Jerry L. Mashaw · November 2007
76 GEO. WASH. L. REV. 99 (2007)
The right to be heard and to have decisions on one’s interests made fairly and impartially are embodied in the Due Process Clauses of the U.S. Constitution and in a wide range of statutes, including the Administrative Procedure Act (“APA”). The right of access to government information is guaranteed by the Freedom of Information Act. In addition, the rights to petition administrative institutions, to receive responses to those petitions, and to obtain reasons for administrative decisions are guaranteed both by the APA and numerous judicial determinations. The right to compensation for damage caused by administrative officials is defined largely by American common law, whereas the government’s liability for damages is structured by statutes such as the Tucker Act and the Federal Tort Claims Act.
Nevertheless, when pursuing any of these principles in more detail, one would find some significant differences in U.S. and E.U. practices. Although richly embellished by judicial interpretations, American lawyers can generally point to a text: the U.S. Constitution, the APA, or some more specific statute as the source of a particular right to good administration. In the European Union, the treaty articulating a number of these rights remains to be ratified, and that ratification effort may stall indefinitely. “Good administration” is, up to now, often a function of judicial decisions and agency codes of behavior. Access to information in the Freedom of Information Act is a general right to most government documents, not, as in the European Union, just those relating to a person seeking access to his or her own file. Moreover, the exceptions to the Freedom of Information Act are spelled out in great detail and backed by an expedited enforcement procedure. On the other hand, a right to damages for official misconduct, error, or nonfeasance begins in the United States from a premise of governmental immunity. Compensation is permitted only to the extent that statutes specifically waive the government’s immunity from suit.
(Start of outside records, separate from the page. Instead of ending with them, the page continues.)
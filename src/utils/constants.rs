/// Provider quantity identifiers
pub const QUANTITY_TEMPERATURE: &str = "TMP";
pub const QUANTITY_WIND_SPEED: &str = "WIND";
pub const QUANTITY_WIND_DIRECTION: &str = "var192_140_242";
pub const QUANTITY_PRECIPITATION: &str = "var192_201_113";

/// Unit conversion
pub const KELVIN_OFFSET: f32 = 273.15;

/// Longitude wraparound
pub const LONGITUDE_MAX: f64 = 180.0;
pub const FULL_TURN_DEGREES: f64 = 360.0;

/// Timestamp layout accepted for filter bounds
pub const TIMESTAMP_FORMAT: &str = "%Y-%m-%dT%H:%M:%SZ";

/// Processing defaults
pub const DEFAULT_PARALLEL_THRESHOLD: usize = 50_000;
pub const DEFAULT_BUFFER_SIZE: usize = 8192 * 16; // 128KB

/// Configuration
pub const DEFAULT_CONFIG_FILE: &str = "grid-forecast.toml";
pub const ENV_PREFIX: &str = "GRID_FORECAST";

/// Input format names
pub const FORMAT_CSV: &str = "csv";
pub const FORMAT_JSON_LINES: &str = "jsonl";
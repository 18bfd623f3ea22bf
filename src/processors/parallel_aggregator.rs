use crate::error::{ProcessingError, Result};
use crate::models::{Forecast, GridRecord, QuantityTable};
use crate::processors::{AggregationStats, ForecastAggregator};
use crate::utils::constants::DEFAULT_PARALLEL_THRESHOLD;
use crate::utils::progress::ProgressReporter;
use rayon::prelude::*;
use std::collections::hash_map::DefaultHasher;
use std::hash::{Hash, Hasher};
use std::sync::atomic::{AtomicUsize, Ordering};
use tracing::{debug, info};

/// Aggregates large record sets across a rayon pool.
///
/// Records are sharded by location key, keeping input order inside each
/// shard. A location never spans two shards, so merging the partial
/// forecasts cannot reorder writes to a slot and the result equals the
/// sequential aggregation.
pub struct ParallelAggregator {
    max_workers: usize,
    parallel_threshold: usize,
    aggregator: ForecastAggregator,
}

impl ParallelAggregator {
    pub fn new(max_workers: usize) -> Self {
        Self {
            max_workers: max_workers.max(1),
            parallel_threshold: DEFAULT_PARALLEL_THRESHOLD,
            aggregator: ForecastAggregator::new(),
        }
    }

    /// Inputs smaller than `threshold` records run sequentially
    pub fn with_parallel_threshold(mut self, threshold: usize) -> Self {
        self.parallel_threshold = threshold;
        self
    }

    pub fn with_quantities(mut self, quantities: QuantityTable) -> Self {
        self.aggregator = ForecastAggregator::with_quantities(quantities);
        self
    }

    pub fn aggregate(
        &self,
        records: &[GridRecord],
        progress: Option<&ProgressReporter>,
    ) -> Result<(Forecast, AggregationStats)> {
        if self.max_workers == 1 || records.len() < self.parallel_threshold {
            debug!(records = records.len(), "Aggregating sequentially");
            return Ok(self.aggregator.aggregate_with_stats(records));
        }

        let shards = self.partition(records);
        let total_shards = shards.len();
        let finished_shards = AtomicUsize::new(0);

        info!(
            records = records.len(),
            shards = total_shards,
            workers = self.max_workers,
            "Aggregating in parallel"
        );

        if let Some(p) = progress {
            p.set_message(&format!("Aggregating {} shards...", total_shards));
        }

        let pool = rayon::ThreadPoolBuilder::new()
            .num_threads(self.max_workers)
            .build()
            .map_err(|e| ProcessingError::Config(e.to_string()))?;

        let partials: Vec<(Forecast, AggregationStats)> = pool.install(|| {
            shards
                .into_par_iter()
                .map(|shard| {
                    let result = self.aggregator.fold(shard);

                    let count = finished_shards.fetch_add(1, Ordering::Relaxed) + 1;
                    if let Some(p) = progress {
                        p.update(count as u64);
                    }

                    result
                })
                .collect()
        });

        let mut forecast = Forecast::new();
        let mut stats = AggregationStats::default();
        for (partial, partial_stats) in partials {
            forecast.merge(partial);
            stats.absorb(partial_stats);
        }
        stats.report_unknown();

        Ok((forecast, stats))
    }

    /// Split records into one shard per worker by location hash, preserving order
    fn partition<'a>(&self, records: &'a [GridRecord]) -> Vec<Vec<&'a GridRecord>> {
        let shard_count = self.max_workers;
        let mut shards: Vec<Vec<&GridRecord>> = (0..shard_count)
            .map(|_| Vec::with_capacity(records.len() / shard_count + 1))
            .collect();

        for record in records {
            let mut hasher = DefaultHasher::new();
            record.location_key().hash(&mut hasher);
            let shard = (hasher.finish() % shard_count as u64) as usize;
            shards[shard].push(record);
        }

        shards
    }
}

impl Default for ParallelAggregator {
    fn default() -> Self {
        Self::new(num_cpus::get())
    }
}
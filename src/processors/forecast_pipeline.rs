use crate::error::Result;
use crate::models::Forecast;
use crate::processors::{AggregationStats, ParallelAggregator, RecordFilter};
use crate::readers::{InputFormat, InputReader};
use crate::settings::Settings;
use crate::utils::progress::ProgressReporter;
use std::path::Path;
use tracing::info;

/// Decode, filter and aggregate one input file
pub struct ForecastPipeline {
    reader: InputReader,
    filter: RecordFilter,
    aggregator: ParallelAggregator,
}

impl ForecastPipeline {
    pub fn new(aggregator: ParallelAggregator) -> Self {
        Self {
            reader: InputReader::new(),
            filter: RecordFilter::new(),
            aggregator,
        }
    }

    pub fn from_settings(settings: &Settings) -> Self {
        let aggregator = ParallelAggregator::new(settings.aggregation.workers)
            .with_parallel_threshold(settings.aggregation.parallel_threshold)
            .with_quantities(settings.quantity_table());

        Self::new(aggregator)
    }

    pub fn with_filter(mut self, filter: RecordFilter) -> Self {
        self.filter = filter;
        self
    }

    pub fn with_mmap(mut self, use_mmap: bool) -> Self {
        self.reader = InputReader::with_mmap(use_mmap);
        self
    }

    pub fn run(
        &self,
        path: &Path,
        format: InputFormat,
        progress: Option<&ProgressReporter>,
    ) -> Result<(Forecast, AggregationStats)> {
        if let Some(p) = progress {
            p.set_message("Decoding grid records...");
        }

        let decoder = format.decoder();
        let records = self.reader.decode_file(path, decoder.as_ref())?;
        info!(records = records.len(), decoder = decoder.name(), "Decoded grid records");

        let (records, filtered) = self.filter.apply(records);

        if let Some(p) = progress {
            p.set_message("Aggregating forecasts...");
        }

        let (forecast, mut stats) = self.aggregator.aggregate(&records, progress)?;
        stats.records_filtered = filtered;

        info!(
            locations = forecast.location_count(),
            items = forecast.item_count(),
            unknown = stats.records_unknown,
            "Aggregated forecast"
        );

        Ok((forecast, stats))
    }
}
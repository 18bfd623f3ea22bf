use clap::Parser;
use grid_forecast::cli::{run, Cli};
use grid_forecast::error::Result;

fn main() -> Result<()> {
    let cli = Cli::parse();
    run(cli)
}
pub mod csv_decoder;
pub mod json_lines_decoder;
pub mod record_decoder;

pub use csv_decoder::CsvRecordDecoder;
pub use json_lines_decoder::JsonLinesDecoder;
pub use record_decoder::{InputFormat, InputReader, RecordDecoder};
use crate::error::{ProcessingError, Result};
use crate::models::GridRecord;
use crate::readers::RecordDecoder;

/// Decodes `quantity,valid_time,latitude,longitude,value` rows
pub struct CsvRecordDecoder {
    delimiter: u8,
    has_headers: bool,
}

impl CsvRecordDecoder {
    pub fn new() -> Self {
        Self {
            delimiter: b',',
            has_headers: true,
        }
    }

    pub fn with_delimiter(mut self, delimiter: u8) -> Self {
        self.delimiter = delimiter;
        self
    }

    /// Without headers, columns are taken positionally
    pub fn with_headers(mut self, has_headers: bool) -> Self {
        self.has_headers = has_headers;
        self
    }
}

impl Default for CsvRecordDecoder {
    fn default() -> Self {
        Self::new()
    }
}

impl RecordDecoder for CsvRecordDecoder {
    fn decode(&self, bytes: &[u8]) -> Result<Vec<GridRecord>> {
        let mut reader = csv::ReaderBuilder::new()
            .delimiter(self.delimiter)
            .has_headers(self.has_headers)
            .trim(csv::Trim::All)
            .from_reader(bytes);

        let mut records = Vec::new();
        for (index, row) in reader.deserialize::<GridRecord>().enumerate() {
            let record = row.map_err(|e| match e.position() {
                Some(position) => ProcessingError::decode(format!("line {}: {}", position.line(), e)),
                None => ProcessingError::decode(format!("record {}: {}", index + 1, e)),
            })?;
            records.push(record);
        }

        Ok(records)
    }

    fn name(&self) -> &'static str {
        "csv"
    }
}

#[cfg(test)]
mod tests {
    use super::*;
    use chrono::{TimeZone, Utc};

    #[test]
    fn test_decode_with_headers() {
        let input = "quantity,valid_time,latitude,longitude,value\n\
                     TMP, 2022-08-17T12:00:00Z, 59.920322999999996, 24.168623999999998, 293.95\n\
                     var192_140_242,2022-08-17T12:00:00Z,59.920322999999996,24.168623999999998,207.4\n";

        let records = CsvRecordDecoder::new().decode(input.as_bytes()).unwrap();
        assert_eq!(records.len(), 2);
        assert_eq!(records[0].quantity_id, "TMP");
        assert_eq!(records[0].latitude, 59.920322999999996);
        assert_eq!(records[0].value, 293.95);
        assert_eq!(
            records[1].valid_time,
            Utc.with_ymd_and_hms(2022, 8, 17, 12, 0, 0).unwrap()
        );
    }

    #[test]
    fn test_decode_headerless_semicolon() {
        let input = "WIND;2022-08-17T13:00:00Z;60.1;24.2;5.0\n";
        let decoder = CsvRecordDecoder::new()
            .with_delimiter(b';')
            .with_headers(false);

        let records = decoder.decode(input.as_bytes()).unwrap();
        assert_eq!(records.len(), 1);
        assert_eq!(records[0].quantity_id, "WIND");
        assert_eq!(records[0].value, 5.0);
    }

    #[test]
    fn test_malformed_row_fails_whole_decode() {
        let input = "quantity,valid_time,latitude,longitude,value\n\
                     TMP,2022-08-17T12:00:00Z,60.1,24.2,283.0\n\
                     TMP,not-a-time,60.1,24.2,283.0\n";

        let err = CsvRecordDecoder::new().decode(input.as_bytes()).unwrap_err();
        assert!(err.is_decode());
        // Header is line 1
        assert!(err.to_string().starts_with("Decode error: line 3:"));
    }

    #[test]
    fn test_empty_input() {
        let records = CsvRecordDecoder::new().decode(b"").unwrap();
        assert!(records.is_empty());
    }
}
Exploring the many similarities and differences in the “right to good administration” in the European Union and the United States is the task of many books, not the task of one essay. This Article focuses, therefore, on the right to reasons and the practice of administrative reason giving. This is a common and important feature of both E.U. and U.S. administrative law and, I will argue, a somewhat undertheorized one. This Article therefore seeks to explain why reason giving is so prominent a part of both administrative systems, how it functions juridically, and, most crucially, what the reasons are for demanding reasons or for providing a “right” to reasoned administration. In the course of that exploration, I hope to show that the reasons most commonly advanced for reason giving in both the E.U. and the U.S. systems tend to ignore reason giving’s most fundamental function—the creation of authentic democratic governance.